Avec les semi-conducteurs, la géopolitique n’est jamais loin

L’argent, qui plus est, ne fait pas tout, il faut aussi les connaissances. Il s’agit d’une industrie très avancée, la plus dépensière en recherche et développement. 14 200 des 39 000 employés d’ASML se consacrent à la R&D. L’entreprise a investi 3,3 milliards d’euros en 2022. En mentionnant le dernier bijou de l’entreprise, la machine lithographique à haute ouverture numérique extrême ultraviolet (EUV High-NA), Christophe Fouquet a soufflé « c’est extrêmement difficile à copier ».

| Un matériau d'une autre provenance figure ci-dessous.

//! Normalized field errors and the aggregated validation failure.
//!
//! This module provides [`FieldError`] for single field-level problems,
//! [`FieldErrors`] for a non-empty ordered list of them, and
//! [`ValidationFailure`], the value a failed validation run raises.

use std::fmt::{self, Display};

use serde::ser::{Serialize, SerializeSeq, Serializer};
use serde_json::{json, Value};
use stillwater::prelude::*;

/// Kind tag carried by every [`ValidationFailure`].
pub const VALIDATION_ERROR_KIND: &str = "ValidationError";

/// Status code carried by every [`ValidationFailure`].
pub const VALIDATION_ERROR_CODE: u16 = 422;

/// A single normalized error: the rule path and its user-facing message.
///
/// # Example
///
/// ```rust
/// use triage::FieldError;
///
/// let error = FieldError::new("email", "must be a valid email");
/// assert_eq!(error.to_string(), "email: must be a valid email");
/// ```
#[derive(Debug, Clone, PartialEq, Eq, Hash, serde::Serialize, serde::Deserialize)]
pub struct FieldError {
    /// The dotted path the rule addressed.
    pub path: String,
    /// Human-readable error message.
    pub message: String,
}

impl FieldError {
    /// Creates a new field error.
    pub fn new(path: impl Into<String>, message: impl Into<String>) -> Self {
        Self {
            path: path.into(),
            message: message.into(),
        }
    }
}

impl Display for FieldError {
    fn fmt(&self, f: &mut fmt::Formatter<'_>) -> fmt::Result {
        write!(f, "{}: {}", self.path, self.message)
    }
}

/// A non-empty, ordered collection of field errors.
///
/// `FieldErrors` wraps a `NonEmptyVec<FieldError>`: a failed run or a matched
/// handler always produces at least one entry, so an empty list is never a
/// possible outcome. Order follows the rule list that produced the errors.
///
/// # Combining Errors
///
/// ```rust
/// use triage::{FieldError, FieldErrors};
/// use stillwater::prelude::*;
///
/// let name = FieldErrors::single(FieldError::new("name", "required"));
/// let email = FieldErrors::single(FieldError::new("email", "invalid"));
///
/// let combined = name.combine(email);
/// assert_eq!(combined.len(), 2);
/// assert_eq!(combined.first().path, "name");
/// ```
#[derive(Debug, Clone, PartialEq)]
pub struct FieldErrors(NonEmptyVec<FieldError>);

impl FieldErrors {
    /// Creates a collection containing a single error.
    pub fn single(error: FieldError) -> Self {
        Self(NonEmptyVec::singleton(error))
    }

    /// Creates a collection from a vec, or `None` if the vec is empty.
    pub fn from_vec(errors: Vec<FieldError>) -> Option<Self> {
        NonEmptyVec::from_vec(errors).map(Self)
    }

    /// Returns the number of errors in this collection.
    pub fn len(&self) -> usize {
        self.0.len()
    }

    /// Always false; the collection is guaranteed non-empty.
    pub fn is_empty(&self) -> bool {
        false
    }

    /// Returns an iterator over the contained errors in rule order.
    pub fn iter(&self) -> impl Iterator<Item = &FieldError> {
        self.0.iter()
    }

    /// Returns the first error.
    pub fn first(&self) -> &FieldError {
        self.0.head()
    }

    /// Returns all errors reported for the given path.
    pub fn at_path(&self, path: &str) -> Vec<&FieldError> {
        self.0.iter().filter(|e| e.path == path).collect()
    }

    /// Converts this collection into a `Vec<FieldError>`.
    pub fn into_vec(self) -> Vec<FieldError> {
        self.0.into_vec()
    }

    /// Returns the errors as a JSON array of `{path, message}` objects.
    pub fn to_json(&self) -> Value {
        Value::Array(
            self.iter()
                .map(|e| json!({"path": e.path, "message": e.message}))
                .collect(),
        )
    }
}

impl Semigroup for FieldErrors {
    fn combine(self, other: Self) -> Self {
        FieldErrors(self.0.combine(other.0))
    }
}

impl Display for FieldErrors {
    fn fmt(&self, f: &mut fmt::Formatter<'_>) -> fmt::Result {
        for (i, error) in self.iter().enumerate() {
            if i > 0 {
                write!(f, "; ")?;
            }
            write!(f, "{}", error)?;
        }
        Ok(())
    }
}

impl Serialize for FieldErrors {
    fn serialize<S: Serializer>(&self, serializer: S) -> Result<S::Ok, S::Error> {
        let mut seq = serializer.serialize_seq(Some(self.len()))?;
        for error in self.iter() {
            seq.serialize_element(error)?;
        }
        seq.end()
    }
}

impl IntoIterator for FieldErrors {
    type Item = FieldError;
    type IntoIter = std::vec::IntoIter<FieldError>;

    fn into_iter(self) -> Self::IntoIter {
        self.0.into_vec().into_iter()
    }
}

impl<'a> IntoIterator for &'a FieldErrors {
    type Item = &'a FieldError;
    type IntoIter = Box<dyn Iterator<Item = &'a FieldError> + 'a>;

    fn into_iter(self) -> Self::IntoIter {
        Box::new(self.0.iter())
    }
}

/// The aggregated failure raised when one or more validation rules fail.
///
/// Carries the complete, ordered list of field errors from one run, the fixed
/// kind tag `"ValidationError"` and the fixed status code 422. It is
/// immutable once constructed.
///
/// # Example
///
/// ```rust
/// use triage::{FieldError, FieldErrors, ValidationFailure};
///
/// let failure = ValidationFailure::new(FieldErrors::single(
///     FieldError::new("name", "must be present"),
/// ));
///
/// assert_eq!(failure.code(), 422);
/// assert_eq!(failure.kind(), "ValidationError");
/// assert_eq!(failure.errors().len(), 1);
/// ```
#[derive(Debug, Clone, PartialEq)]
pub struct ValidationFailure {
    errors: FieldErrors,
}

impl ValidationFailure {
    /// Creates a failure from a non-empty error list.
    pub fn new(errors: FieldErrors) -> Self {
        Self { errors }
    }

    /// Returns the field errors in rule order.
    pub fn errors(&self) -> &FieldErrors {
        &self.errors
    }

    /// Consumes the failure, returning its field errors.
    pub fn into_errors(self) -> FieldErrors {
        self.errors
    }

    /// Returns the kind tag, always `"ValidationError"`.
    pub fn kind(&self) -> &'static str {
        VALIDATION_ERROR_KIND
    }

    /// Returns the status code, always 422.
    pub fn code(&self) -> u16 {
        VALIDATION_ERROR_CODE
    }

    /// Renders the failure as a response body.
    ///
    /// ```rust
    /// use triage::{FieldError, FieldErrors, ValidationFailure};
    /// use serde_json::json;
    ///
    /// let failure = ValidationFailure::new(FieldErrors::single(
    ///     FieldError::new("name", "required"),
    /// ));
    ///
    /// assert_eq!(failure.to_body(), json!({
    ///     "kind": "ValidationError",
    ///     "code": 422,
    ///     "errors": [{"path": "name", "message": "required"}]
    /// }));
    /// ```
    pub fn to_body(&self) -> Value {
        json!({
            "kind": self.kind(),
            "code": self.code(),
            "errors": self.errors.to_json(),
        })
    }
}

impl Display for ValidationFailure {
    fn fmt(&self, f: &mut fmt::Formatter<'_>) -> fmt::Result {
        write!(
            f,
            "validation failed with {} error(s): {}",
            self.errors.len(),
            self.errors
        )
    }
}

impl std::error::Error for ValidationFailure {}

impl From<FieldErrors> for ValidationFailure {
    fn from(errors: FieldErrors) -> Self {
        Self::new(errors)
    }
}

const _: () = {
    const fn assert_send<T: Send>() {}
    const fn assert_sync<T: Sync>() {}
    assert_send::<ValidationFailure>();
    assert_sync::<ValidationFailure>();
};
//! Validation rule definition.

use serde_json::Value;

use super::options::RuleOptions;
use super::predicate::{Filter, ValueBlock};

/// A declarative validation rule: which field, which validator, which message.
///
/// # Example
///
/// ```rust
/// use triage::ValidationRule;
/// use serde_json::json;
///
/// let rule = ValidationRule::new("name", "isLength", "name must be 3 to 5 characters")
///     .options(json!({"min": 3, "max": 5}));
///
/// assert_eq!(rule.path, "name");
/// assert_eq!(rule.options.get_u64("max"), Some(5));
/// ```
#[derive(Debug, Clone, serde::Serialize, serde::Deserialize)]
pub struct ValidationRule {
    /// Dotted path of the field to check.
    pub path: String,
    /// Registry name of the validator.
    pub validator: String,
    /// Options handed to the validator.
    #[serde(default)]
    pub options: RuleOptions,
    /// Message reported when the validator fails.
    pub message: String,
    /// Transform applied to the field value before the validator runs.
    #[serde(skip)]
    pub filter: Option<Filter>,
}

impl ValidationRule {
    /// Creates a rule with empty options and no filter.
    pub fn new(
        path: impl Into<String>,
        validator: impl Into<String>,
        message: impl Into<String>,
    ) -> Self {
        Self {
            path: path.into(),
            validator: validator.into(),
            options: RuleOptions::default(),
            message: message.into(),
            filter: None,
        }
    }

    /// Replaces the JSON parameters, keeping any attached block.
    pub fn options(mut self, params: Value) -> Self {
        let block = self.options.block().cloned();
        self.options = RuleOptions::from(params);
        if let Some(block) = block {
            self.options.set_block(block);
        }
        self
    }

    /// Replaces the options wholesale.
    pub fn with_options(mut self, options: RuleOptions) -> Self {
        self.options = options;
        self
    }

    /// Attaches a value block (used by `isValid`).
    pub fn block(mut self, block: ValueBlock) -> Self {
        self.options.set_block(block);
        self
    }

    /// Attaches a filter.
    pub fn filter(mut self, filter: Filter) -> Self {
        self.filter = Some(filter);
        self
    }

    /// Returns a reason if the rule is malformed.
    pub(crate) fn defect(&self) -> Option<&'static str> {
        if self.path.is_empty() {
            Some("path must not be empty")
        } else if self.message.is_empty() {
            Some("message must not be empty")
        } else {
            None
        }
    }
}
//! The handler run.

use crate::context::RunContext;
use crate::error::{codes_equal, Classify, FieldError, FieldErrors, HandleError};
use crate::rule::HandlerRule;

/// The outcome of a handler run.
#[derive(Debug, Clone, PartialEq)]
pub enum Handled {
    /// The error was mapped to field errors.
    Errors(FieldErrors),
    /// No handler rule matched; the caller must re-raise the error.
    Unhandled,
}

impl Handled {
    /// Returns true if no rule matched.
    pub fn is_unhandled(&self) -> bool {
        matches!(self, Handled::Unhandled)
    }

    /// Returns the field errors, if any rule matched.
    pub fn errors(&self) -> Option<&FieldErrors> {
        match self {
            Handled::Errors(errors) => Some(errors),
            Handled::Unhandled => None,
        }
    }

    /// Returns the field errors, or gives `err` back for re-raising.
    ///
    /// ```rust
    /// use triage::{AppError, Handled};
    ///
    /// let err = AppError::new("TypeError", "boom");
    /// let raised = Handled::Unhandled.or_raise(err.clone());
    /// assert_eq!(raised.unwrap_err(), err);
    /// ```
    pub fn or_raise<E>(self, err: E) -> Result<FieldErrors, E> {
        match self {
            Handled::Errors(errors) => Ok(errors),
            Handled::Unhandled => Err(err),
        }
    }
}

/// Maps `err` to a field error using the first matching handler rule.
///
/// An error that is or carries a [`ValidationFailure`] bypasses the rules
/// and yields its own errors unchanged. Otherwise a rule matches when its
/// kind tag equals the error's kind, its code (if set) equals the error's
/// code, and its block (if set) resolves true. The first match wins and
/// produces a single `{path, message}` entry; if nothing matches the result
/// is [`Handled::Unhandled`].
///
/// # Errors
///
/// - [`HandleError::InvalidRule`] as soon as the scan reaches a rule with an
///   empty path, kind or message.
/// - [`HandleError::Block`] if a block returns an error.
///
/// # Example
///
/// ```rust
/// use triage::{handle_error, AppError, Handled, HandlerRule, RunContext};
///
/// # let rt = tokio::runtime::Builder::new_current_thread().build().unwrap();
/// # rt.block_on(async {
/// let handlers = vec![HandlerRule::new("system", "Error", "fake error")];
/// let err = AppError::new("Error", "x");
///
/// let handled = handle_error(&err, &handlers, &RunContext::new()).await.unwrap();
/// let errors = handled.errors().unwrap();
/// assert_eq!(errors.first().path, "system");
/// assert_eq!(errors.first().message, "fake error");
/// # });
/// ```
///
/// [`ValidationFailure`]: crate::ValidationFailure
pub async fn handle_error(
    err: &dyn Classify,
    handlers: &[HandlerRule],
    context: &RunContext,
) -> Result<Handled, HandleError> {
    if let Some(failure) = err.validation_failure() {
        tracing::debug!(errors = failure.errors().len(), "passing validation failure through");
        return Ok(Handled::Errors(failure.errors().clone()));
    }

    let code = err.code();

    for (index, handler) in handlers.iter().enumerate() {
        if let Some(reason) = handler.defect() {
            return Err(HandleError::InvalidRule { index, reason });
        }
        if !handler.error.matches(err) {
            continue;
        }
        if let Some(expected) = &handler.options.code {
            if !code.as_ref().is_some_and(|actual| codes_equal(expected, actual)) {
                continue;
            }
        }
        if let Some(block) = &handler.options.block {
            let accepted = block
                .call(err, context)
                .await
                .map_err(|source| HandleError::Block {
                    path: handler.path.clone(),
                    source,
                })?;
            if !accepted {
                continue;
            }
        }

        tracing::debug!(kind = %err.kind(), path = %handler.path, "handler matched");
        return Ok(Handled::Errors(FieldErrors::single(FieldError::new(
            handler.path.clone(),
            handler.message.clone(),
        ))));
    }

    tracing::debug!(kind = %err.kind(), "no handler matched");
    Ok(Handled::Unhandled)
}

#[cfg(test)]
mod tests {
    use super::*;
    use crate::error::AppError;

    #[test]
    fn test_or_raise() {
        let errors = FieldErrors::single(FieldError::new("a", "b"));
        assert_eq!(
            Handled::Errors(errors.clone()).or_raise("ignored"),
            Ok(errors)
        );
        assert_eq!(Handled::Unhandled.or_raise("raised"), Err("raised"));
    }

    #[tokio::test]
    async fn test_empty_handler_list_is_unhandled() {
        let err = AppError::new("Error", "x");
        let handled = handle_error(&err, &[], &RunContext::new()).await.unwrap();
        assert!(handled.is_unhandled());
        assert!(handled.errors().is_none());
    }
}
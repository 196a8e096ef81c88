//! Errors returned by the validation and handler engines.

use serde_json::Value;

use super::classify::Classify;
use super::field_error::ValidationFailure;
use super::BoxError;

/// Errors produced by a validation run.
///
/// Only [`ValidateError::Invalid`] is an expected outcome; the other variants
/// are programmer or collaborator errors and end the run immediately.
#[derive(Debug, thiserror::Error)]
pub enum ValidateError {
    /// One or more rules failed.
    #[error(transparent)]
    Invalid(#[from] ValidationFailure),

    /// A rule named a validator the registry does not hold.
    #[error("unknown validator '{0}'")]
    UnknownValidator(String),

    /// A rule has an empty path or message.
    #[error("rule {index} is malformed: {reason}")]
    InvalidRule {
        /// Position of the rule in its list.
        index: usize,
        /// What is wrong with it.
        reason: &'static str,
    },

    /// A predicate returned an error instead of a verdict.
    #[error("validator '{validator}' failed on '{path}': {source}")]
    Predicate {
        /// The validator name.
        validator: String,
        /// The rule path.
        path: String,
        /// The error the predicate returned.
        #[source]
        source: BoxError,
    },
}

impl ValidateError {
    /// Returns true if this is an ordinary validation failure.
    pub fn is_invalid(&self) -> bool {
        matches!(self, ValidateError::Invalid(_))
    }

    /// Returns the aggregated failure, if this is one.
    pub fn failure(&self) -> Option<&ValidationFailure> {
        match self {
            ValidateError::Invalid(failure) => Some(failure),
            _ => None,
        }
    }

    /// Converts into the aggregated failure, returning other variants unchanged.
    pub fn into_failure(self) -> Result<ValidationFailure, Self> {
        match self {
            ValidateError::Invalid(failure) => Ok(failure),
            other => Err(other),
        }
    }
}

impl Classify for ValidateError {
    fn kind(&self) -> &str {
        match self {
            ValidateError::Invalid(failure) => failure.kind(),
            ValidateError::UnknownValidator(_) => "UnknownValidatorError",
            ValidateError::InvalidRule { .. } => "InvalidRuleError",
            ValidateError::Predicate { .. } => "PredicateError",
        }
    }

    fn code(&self) -> Option<Value> {
        self.failure().and_then(Classify::code)
    }

    fn validation_failure(&self) -> Option<&ValidationFailure> {
        self.failure()
    }
}

/// Errors produced by the handler engine.
///
/// "No rule matched" is not an error; see [`Handled::Unhandled`](crate::Handled).
/// Both variants end the scan immediately.
#[derive(Debug, thiserror::Error)]
pub enum HandleError {
    /// A handler block returned an error instead of a verdict.
    #[error("handler block for '{path}' failed: {source}")]
    Block {
        /// The path of the handler rule whose block failed.
        path: String,
        /// The error the block returned.
        #[source]
        source: BoxError,
    },

    /// A handler rule has an empty path, kind or message.
    #[error("handler rule {index} is malformed: {reason}")]
    InvalidRule {
        /// Position of the rule in its list.
        index: usize,
        /// What is wrong with it.
        reason: &'static str,
    },
}
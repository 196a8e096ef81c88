//! Validation and handler engines.
//!
//! An [`Engine`] owns a [`ValidatorRegistry`] and runs two kinds of rule
//! lists:
//!
//! - validation rules, through [`Engine::validate_input`], which evaluates
//!   every rule and raises one aggregated [`ValidationFailure`] listing each
//!   failed rule in order;
//! - handler rules, through [`Engine::handle_error`], which maps an arbitrary
//!   classified error to a single field error, or reports it unhandled.
//!
//! Both engines evaluate strictly in list order and await each predicate
//! before moving to the next rule.
//!
//! # Example
//!
//! ```rust
//! use triage::{Engine, RunContext, ValidationRule};
//! use serde_json::json;
//!
//! # let rt = tokio::runtime::Builder::new_current_thread().build().unwrap();
//! # rt.block_on(async {
//! let engine = Engine::new();
//! let rules = vec![
//!     ValidationRule::new("name", "isPresent", "must be present"),
//!     ValidationRule::new("email", "isEmail", "must be a valid email"),
//! ];
//!
//! let err = engine
//!     .validate_input(&json!({"email": "nope"}), &rules, &RunContext::new())
//!     .await
//!     .unwrap_err();
//!
//! let failure = err.failure().unwrap();
//! assert_eq!(failure.errors().len(), 2);
//! assert_eq!(failure.errors().first().message, "must be present");
//! # });
//! ```
//!
//! [`ValidationFailure`]: crate::ValidationFailure

mod handle;
mod validate;

pub use handle::{handle_error, Handled};

use serde_json::Value;

use crate::context::RunContext;
use crate::error::{Classify, HandleError, ValidateError};
use crate::registry::ValidatorRegistry;
use crate::rule::{HandlerRule, RuleOptions, RuleSet, ValidationRule};

/// Runs validation and handler rule lists against one validator registry.
///
/// Cloning an engine shares its registry.
#[derive(Debug, Clone, Default)]
pub struct Engine {
    registry: ValidatorRegistry,
}

impl Engine {
    /// Creates an engine over a fresh registry holding the built-ins.
    pub fn new() -> Self {
        Self::default()
    }

    /// Creates an engine over an existing registry.
    pub fn with_registry(registry: ValidatorRegistry) -> Self {
        Self { registry }
    }

    /// Returns the registry this engine resolves validator names against.
    pub fn registry(&self) -> &ValidatorRegistry {
        &self.registry
    }

    /// Validates `input` against `rules`.
    ///
    /// Every rule is evaluated, in order, before anything is raised. Returns
    /// `Ok(())` when every predicate resolves true.
    ///
    /// # Errors
    ///
    /// - [`ValidateError::Invalid`] listing one `{path, message}` entry per
    ///   failed rule, in rule order.
    /// - [`ValidateError::UnknownValidator`] as soon as a rule names a
    ///   validator the registry does not hold.
    /// - [`ValidateError::InvalidRule`] for a rule with an empty path or
    ///   message.
    /// - [`ValidateError::Predicate`] when a predicate returns an error.
    pub async fn validate_input(
        &self,
        input: &Value,
        rules: &[ValidationRule],
        context: &RunContext,
    ) -> Result<(), ValidateError> {
        validate::run(&self.registry, input, rules, context).await
    }

    /// Validates `input` against the validation rules of a loaded rule set.
    pub async fn validate_rule_set(
        &self,
        input: &Value,
        set: &RuleSet,
        context: &RunContext,
    ) -> Result<(), ValidateError> {
        self.validate_input(input, &set.rules, context).await
    }

    /// Evaluates one named validator against a value, outside of any rule.
    ///
    /// ```rust
    /// use triage::{Engine, RuleOptions};
    /// use serde_json::json;
    ///
    /// # let rt = tokio::runtime::Builder::new_current_thread().build().unwrap();
    /// # rt.block_on(async {
    /// let engine = Engine::new();
    /// let options = RuleOptions::new().with("min", 3);
    /// assert!(engine.check("isLength", &json!("John"), &options).await.unwrap());
    /// assert!(!engine.check("isLength", &json!("Jo"), &options).await.unwrap());
    /// # });
    /// ```
    pub async fn check(
        &self,
        name: &str,
        value: &Value,
        options: &RuleOptions,
    ) -> Result<bool, ValidateError> {
        validate::check_one(&self.registry, name, value, options, &RunContext::new()).await
    }

    /// Maps `err` to a field error using the first matching handler rule.
    ///
    /// See [`handle_error`].
    pub async fn handle_error(
        &self,
        err: &dyn Classify,
        handlers: &[HandlerRule],
        context: &RunContext,
    ) -> Result<Handled, HandleError> {
        handle_error(err, handlers, context).await
    }
}
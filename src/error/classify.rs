//! Error classification by kind tag and optional code.
//!
//! Handler rules never inspect concrete error types. Every error that can be
//! handed to the handler engine implements [`Classify`], exposing an explicit
//! kind tag plus an optional machine-readable code.

use std::fmt::{self, Display};

use serde_json::Value;

use super::field_error::{ValidationFailure, VALIDATION_ERROR_CODE, VALIDATION_ERROR_KIND};

/// An error that exposes a kind tag and an optional code.
///
/// # Example
///
/// ```rust
/// use triage::{AppError, Classify};
/// use serde_json::json;
///
/// let err = AppError::new("MongoError", "duplicate key").with_code(json!(11000));
/// assert_eq!(err.kind(), "MongoError");
/// assert_eq!(err.code(), Some(json!(11000)));
/// ```
pub trait Classify: std::error::Error + Send + Sync {
    /// The symbolic kind tag handler rules match on.
    fn kind(&self) -> &str;

    /// Optional code compared against a rule's `code` option.
    fn code(&self) -> Option<Value> {
        None
    }

    /// Returns the aggregated validation failure this error is or carries.
    fn validation_failure(&self) -> Option<&ValidationFailure> {
        None
    }
}

impl Classify for ValidationFailure {
    fn kind(&self) -> &str {
        VALIDATION_ERROR_KIND
    }

    fn code(&self) -> Option<Value> {
        Some(Value::from(VALIDATION_ERROR_CODE))
    }

    fn validation_failure(&self) -> Option<&ValidationFailure> {
        Some(self)
    }
}

impl Classify for std::io::Error {
    fn kind(&self) -> &str {
        "IoError"
    }

    fn code(&self) -> Option<Value> {
        self.raw_os_error().map(Value::from)
    }
}

/// Compares a handler rule's code with an error's code.
///
/// Numbers compare by numeric value, so `11000` equals `11000.0`. Any other
/// pair compares by JSON equality.
///
/// ```rust
/// use triage::error::codes_equal;
/// use serde_json::json;
///
/// assert!(codes_equal(&json!(11000), &json!(11000.0)));
/// assert!(!codes_equal(&json!(11000), &json!("11000")));
/// ```
pub fn codes_equal(expected: &Value, actual: &Value) -> bool {
    match (expected, actual) {
        (Value::Number(a), Value::Number(b)) if a.is_f64() || b.is_f64() => {
            a.as_f64() == b.as_f64()
        }
        _ => expected == actual,
    }
}

/// A symbolic error-kind tag used by handler rules.
#[derive(Debug, Clone, PartialEq, Eq, Hash, serde::Serialize, serde::Deserialize)]
#[serde(transparent)]
pub struct ErrorKind(String);

impl ErrorKind {
    /// Creates a kind tag.
    pub fn new(tag: impl Into<String>) -> Self {
        ErrorKind(tag.into())
    }

    /// Returns the tag as a string slice.
    pub fn as_str(&self) -> &str {
        &self.0
    }

    /// Returns true if `err` is classified under this tag.
    pub fn matches(&self, err: &dyn Classify) -> bool {
        err.kind() == self.0
    }
}

impl Display for ErrorKind {
    fn fmt(&self, f: &mut fmt::Formatter<'_>) -> fmt::Result {
        f.write_str(&self.0)
    }
}

impl From<&str> for ErrorKind {
    fn from(tag: &str) -> Self {
        ErrorKind::new(tag)
    }
}

impl From<String> for ErrorKind {
    fn from(tag: String) -> Self {
        ErrorKind(tag)
    }
}

/// A general-purpose classified runtime error.
///
/// Application code that does not have its own error type can raise an
/// `AppError` to participate in handler matching.
#[derive(Debug, Clone, PartialEq, thiserror::Error)]
#[error("{kind}: {message}")]
pub struct AppError {
    /// The kind tag.
    pub kind: String,
    /// Human-readable description.
    pub message: String,
    /// Optional code, e.g. a driver error number.
    pub code: Option<Value>,
}

impl AppError {
    /// Creates an error with the given kind tag and message.
    pub fn new(kind: impl Into<String>, message: impl Into<String>) -> Self {
        Self {
            kind: kind.into(),
            message: message.into(),
            code: None,
        }
    }

    /// Sets the code and returns self for chaining.
    pub fn with_code(mut self, code: impl Into<Value>) -> Self {
        self.code = Some(code.into());
        self
    }
}

impl Classify for AppError {
    fn kind(&self) -> &str {
        &self.kind
    }

    fn code(&self) -> Option<Value> {
        self.code.clone()
    }
}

Si le vice-président exécutif d’ASML prend la peine de répéter un message partagé au sein de l’écosystème, à un média asiatique de référence, cela traduit possiblement une inquiétude d’ASML. L’entreprise est victime des sanctions américaines contre la Chine. Washington a fait pression sur les Pays-Bas pour qu’ASML ne puisse pas vendre son matériel avancé dans l’Empire du Milieu. Le fabricant a assuré lors de ses résultats que cela n’allait pas l’impacter, mais il n’a peut-être pas envie que la rivalité technologique des deux géants aille un cran au-dessus.